I have multiple sugar maple trees and in late winter I tap those trees to make real maple syrup. So, of course, I want a maple leaf block in my Farm Quilt.
There are many patterns out there to make a maple leaf and I almost used the one from Farm Girl Vintage. By the way, I love Lori Holt's books!!
But although her maple leaf is super cute and really easy to make, it's missing the top part of the maple leaf. Here is the scrappy leaf by Lori Holt (Bee in my Bonnet).
Lori Holt didn't invent this leaf pattern, it's been around a long time but she did make it really adorable!
And here is a link to another version posted in 2010, using mostly rectangles for the leaf pieces on Rollen Blog (Patchwork Geometry). She has good diagrams of the maple leaf point template.
And here is what a real maple leaf looks like.
I decided to combine a couple of the online patterns to create a scrappy maple leaf like that of Lori Holt's with mostly all squares, but that's shaped a little closer to the real thing. And with a stem, of course!

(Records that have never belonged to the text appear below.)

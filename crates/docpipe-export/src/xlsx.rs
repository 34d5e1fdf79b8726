//! XLSX workbook rendering via rust_xlsxwriter.

use chrono::{TimeZone, Utc};
use rust_xlsxwriter::Workbook;

use crate::render::template_value;
use crate::templates::ExportTemplate;
use docpipe_core::{Error, Result};
use docpipe_store::DocumentRecord;

/// Render a two-sheet workbook: extracted data plus an export summary.
pub fn render_xlsx(
    doc: &DocumentRecord,
    tpl: &ExportTemplate,
    now_millis: i64,
) -> Result<Vec<u8>> {
    let mut workbook = Workbook::new();

    let data_sheet = workbook.add_worksheet();
    data_sheet
        .set_name("Extracted_Data")
        .map_err(|e| Error::Export(e.to_string()))?;
    for (col, field) in tpl.fields.iter().enumerate() {
        data_sheet
            .write_string(0, col as u16, field.as_str())
            .map_err(|e| Error::Export(e.to_string()))?;
        data_sheet
            .write_string(1, col as u16, template_value(doc, field))
            .map_err(|e| Error::Export(e.to_string()))?;
    }

    let exported_at = Utc
        .timestamp_millis_opt(now_millis)
        .single()
        .unwrap_or_else(Utc::now)
        .format("%Y-%m-%d %H:%M:%S")
        .to_string();

    let summary_sheet = workbook.add_worksheet();
    summary_sheet
        .set_name("Export_Summary")
        .map_err(|e| Error::Export(e.to_string()))?;
    let rows: [(&str, String); 4] = [
        ("Export Date", exported_at),
        ("Template Used", tpl.name.clone()),
        ("Document", doc.original_filename.clone()),
        ("Format", "Excel".to_string()),
    ];
    for (row, (label, value)) in rows.iter().enumerate() {
        summary_sheet
            .write_string(row as u32, 0, *label)
            .map_err(|e| Error::Export(e.to_string()))?;
        summary_sheet
            .write_string(row as u32, 1, value.as_str())
            .map_err(|e| Error::Export(e.to_string()))?;
    }

    workbook
        .save_to_buffer()
        .map_err(|e| Error::Export(e.to_string()))
}

#[cfg(test)]
mod tests {
    use super::*;
    use crate::templates::template;
    use docpipe_store::{DocumentType, ProcessingStatus};

    fn sample() -> DocumentRecord {
        DocumentRecord {
            id: "doc-3".into(),
            filename: "c.pdf".into(),
            original_filename: "contract.pdf".into(),
            file_path: "/tmp/c.pdf".into(),
            file_size: 10,
            mime_type: "application/pdf".into(),
            extracted_text: None,
            ocr_confidence: None,
            ocr_engine: None,
            processing_status: ProcessingStatus::Completed,
            document_type: DocumentType::Contract,
            summary: None,
            analysis: None,
            fields: None,
            entities: None,
            error_message: None,
            created_at: 0,
            processed_at: None,
        }
    }

    #[test]
    fn test_xlsx_is_zip_container() {
        let bytes = render_xlsx(&sample(), template("contract"), 1_700_000_000_000).unwrap();
        // XLSX files are ZIP archives: PK magic.
        assert_eq!(&bytes[..2], b"PK");
    }
}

This diagram is working with 2-inch grid. If you have grid paper you can draw up nearly any pattern. You can change the size of the quilt block simply by making the squares larger or smaller. This is a 10-inch maple leaf and when finished, I added a 2-inch background border making a 12-inch quilt block
To make it easier to cut the correct fabric for each piece, I labeled the pattern.

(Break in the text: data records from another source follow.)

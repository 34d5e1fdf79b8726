//! PDF report rendering via lopdf.
//!
//! A plain text report: title, export info, summary, extracted fields, and
//! entities, paginated onto A4 pages with a single Helvetica font.

use chrono::{TimeZone, Utc};
use lopdf::content::{Content, Operation};
use lopdf::{dictionary, Document, Object, Stream};

use crate::render::flatten_value;
use crate::templates::ExportTemplate;
use docpipe_core::{Error, Result};
use docpipe_store::DocumentRecord;

const PAGE_WIDTH: i64 = 595; // A4
const PAGE_HEIGHT: i64 = 842;
const MARGIN: i64 = 50;
const LEADING: i64 = 14;
const WRAP_COLUMNS: usize = 90;

/// Render the report as PDF bytes.
pub fn render_pdf(
    doc: &DocumentRecord,
    tpl: &ExportTemplate,
    now_millis: i64,
) -> Result<Vec<u8>> {
    let lines = report_lines(doc, tpl, now_millis);

    let mut pdf = Document::with_version("1.5");
    let pages_id = pdf.new_object_id();
    let font_id = pdf.add_object(dictionary! {
        "Type" => "Font",
        "Subtype" => "Type1",
        "BaseFont" => "Helvetica",
    });
    let resources_id = pdf.add_object(dictionary! {
        "Font" => dictionary! { "F1" => font_id },
    });

    let lines_per_page = ((PAGE_HEIGHT - 2 * MARGIN) / LEADING) as usize;
    let mut page_ids: Vec<Object> = Vec::new();

    for page_lines in lines.chunks(lines_per_page.max(1)) {
        let mut ops = vec![
            Operation::new("BT", vec![]),
            Operation::new("Tf", vec!["F1".into(), 10.into()]),
            Operation::new(
                "Td",
                vec![MARGIN.into(), (PAGE_HEIGHT - MARGIN).into()],
            ),
        ];
        for line in page_lines {
            ops.push(Operation::new(
                "Tj",
                vec![Object::string_literal(line.as_str())],
            ));
            ops.push(Operation::new("Td", vec![0.into(), (-LEADING).into()]));
        }
        ops.push(Operation::new("ET", vec![]));

        let content = Content { operations: ops };
        let content_bytes = content
            .encode()
            .map_err(|e| Error::Export(format!("PDF content encoding failed: {}", e)))?;
        let content_id = pdf.add_object(Stream::new(dictionary! {}, content_bytes));

        let page_id = pdf.add_object(dictionary! {
            "Type" => "Page",
            "Parent" => pages_id,
            "Contents" => content_id,
        });
        page_ids.push(page_id.into());
    }

    let page_count = page_ids.len() as i64;
    pdf.objects.insert(
        pages_id,
        Object::Dictionary(dictionary! {
            "Type" => "Pages",
            "Kids" => page_ids,
            "Count" => page_count,
            "Resources" => resources_id,
            "MediaBox" => vec![0.into(), 0.into(), PAGE_WIDTH.into(), PAGE_HEIGHT.into()],
        }),
    );

    let catalog_id = pdf.add_object(dictionary! {
        "Type" => "Catalog",
        "Pages" => pages_id,
    });
    pdf.trailer.set("Root", catalog_id);

    let mut buf = Vec::new();
    pdf.save_to(&mut buf)
        .map_err(|e| Error::Export(format!("PDF save failed: {}", e)))?;
    Ok(buf)
}

/// Flatten the report into printable lines.
fn report_lines(doc: &DocumentRecord, tpl: &ExportTemplate, now_millis: i64) -> Vec<String> {
    let exported_at = Utc
        .timestamp_millis_opt(now_millis)
        .single()
        .unwrap_or_else(Utc::now)
        .format("%Y-%m-%d %H:%M:%S")
        .to_string();

    let mut lines = vec![
        tpl.title.clone(),
        tpl.description.clone(),
        String::new(),
        format!("Export Date: {}", exported_at),
        format!("Template: {}", tpl.name),
        format!("Document: {}", doc.original_filename),
        format!("Type: {}", doc.document_type.as_str()),
        String::new(),
    ];

    if let Some(summary) = &doc.summary {
        lines.push("Summary".to_string());
        lines.extend(wrap(summary, WRAP_COLUMNS));
        lines.push(String::new());
    }

    if let Some(fields) = doc.fields.as_ref().and_then(|f| f.as_object()) {
        if !fields.is_empty() {
            lines.push("Extracted Fields".to_string());
            for (name, value) in fields {
                let confidence = value
                    .get("confidence")
                    .and_then(|c| c.as_f64())
                    .map(|c| format!(" (confidence {:.2})", c))
                    .unwrap_or_default();
                lines.push(format!("  {}: {}{}", name, flatten_value(value), confidence));
            }
            lines.push(String::new());
        }
    }

    if let Some(entities) = doc.entities.as_ref().and_then(|e| e.as_array()) {
        if !entities.is_empty() {
            lines.push("Recognized Entities".to_string());
            for entity in entities {
                let kind = entity.get("type").and_then(|t| t.as_str()).unwrap_or("");
                let value = entity.get("value").and_then(|v| v.as_str()).unwrap_or("");
                let confidence = entity
                    .get("confidence")
                    .and_then(|c| c.as_f64())
                    .map(|c| format!(" (confidence {:.2})", c))
                    .unwrap_or_default();
                lines.push(format!("  {}: {}{}", kind, value, confidence));
            }
        }
    }

    lines
}

/// Greedy word wrap.
fn wrap(text: &str, columns: usize) -> Vec<String> {
    let mut lines = Vec::new();
    let mut current = String::new();
    for word in text.split_whitespace() {
        if !current.is_empty() && current.len() + 1 + word.len() > columns {
            lines.push(std::mem::take(&mut current));
        }
        if !current.is_empty() {
            current.push(' ');
        }
        current.push_str(word);
    }
    if !current.is_empty() {
        lines.push(current);
    }
    lines
}

#[cfg(test)]
mod tests {
    use super::*;
    use crate::templates::template;
    use docpipe_store::{DocumentType, ProcessingStatus};

    fn sample() -> DocumentRecord {
        DocumentRecord {
            id: "doc-2".into(),
            filename: "r.pdf".into(),
            original_filename: "receipt.pdf".into(),
            file_path: "/tmp/r.pdf".into(),
            file_size: 10,
            mime_type: "application/pdf".into(),
            extracted_text: None,
            ocr_confidence: Some(0.5),
            ocr_engine: None,
            processing_status: ProcessingStatus::Completed,
            document_type: DocumentType::Receipt,
            summary: Some("A receipt with a (parenthesized) note".into()),
            analysis: None,
            fields: Some(serde_json::json!({
                "amount": {"value": "12.00", "confidence": 0.85, "source": "regex"},
            })),
            entities: None,
            error_message: None,
            created_at: 0,
            processed_at: None,
        }
    }

    #[test]
    fn test_pdf_has_header_and_pages() {
        let bytes = render_pdf(&sample(), template("receipt"), 1_700_000_000_000).unwrap();
        assert!(bytes.starts_with(b"%PDF-1.5"));
        let parsed = Document::load_mem(&bytes).unwrap();
        assert_eq!(parsed.get_pages().len(), 1);
    }

    #[test]
    fn test_wrap_long_text() {
        let text = "word ".repeat(60);
        let lines = wrap(&text, 20);
        assert!(lines.len() > 10);
        assert!(lines.iter().all(|l| l.len() <= 20));
    }

    #[test]
    fn test_report_lines_include_fields() {
        let lines = report_lines(&sample(), template("receipt"), 0);
        assert!(lines.iter().any(|l| l.contains("amount: 12.00")));
        assert!(lines.iter().any(|l| l == "Summary"));
    }
}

Here is the labeled pattern.
- B is Background
- T is Template
- L is Leaf
- S is stem
When cutting out each piece, make sure to add a 1/4 inch seam allowance.
The L leaf squares would be 2 1/2 inch squares.
The larger rectangle background pieces are 2 1/2 by 4 1/2
The leaf side points are half triangle squares.
**Again, make sure you cut all fabric with a 1/4 inch seam allowance!
And use multiple shades of fabric for that really cute scrappy look.
For a fall leaf, use various shades of yellow, orange, reds, etc.
For the cute scrappy leaf like Lori Holt's, use multiple shades of pastel and ginghams.
The stem is 2 background pieces cut at 3 1/2 inches and a brown square cut at 4 1/2 inches.
Here're the directions to make the stem.
|My completed leaf stem|
For the top part of the leaf, you will need a template;
Draw a 4 inch by 4 inch square on a sheet of graph paper. Draw a line from the left top corner of the square to the middle or 2 inches down on the left-hand side of the square.
Now draw a line from the top right-hand corner of the square to the bottom middle of the square (2 inches over from the left).
Here is how the template should look when drawn on a 4-inch square.
Cut out the pieces.
You can either use these pattern pieces to cut out the top leaf fabric pieces, making sure to add 1/4 inch seam allowance, or you can make new pattern pieces with the seam allowance included, before cutting out the fabric.
A1 and A2 are backgrounds
B is the leaf.
Sew the pieces together and make sure to trim the edges.
|The tip of the maple leaf|
Here are all the pieces cut and laid out. I used multiple shades and patterns of greens for my summer sugar maple leaf.
Won't this look fabulous as a fall maple leaf in a fall quilt!
|Some of the quilt blocks for my Farm Quilt|
I just finished a quilt to give as a Christmas gift (it's top secret) and also just started an Autumn quilt for myself. It's a little late in the season for an Autumn quilt, but I should have it done in time to enjoy it a little before Thanksgiving.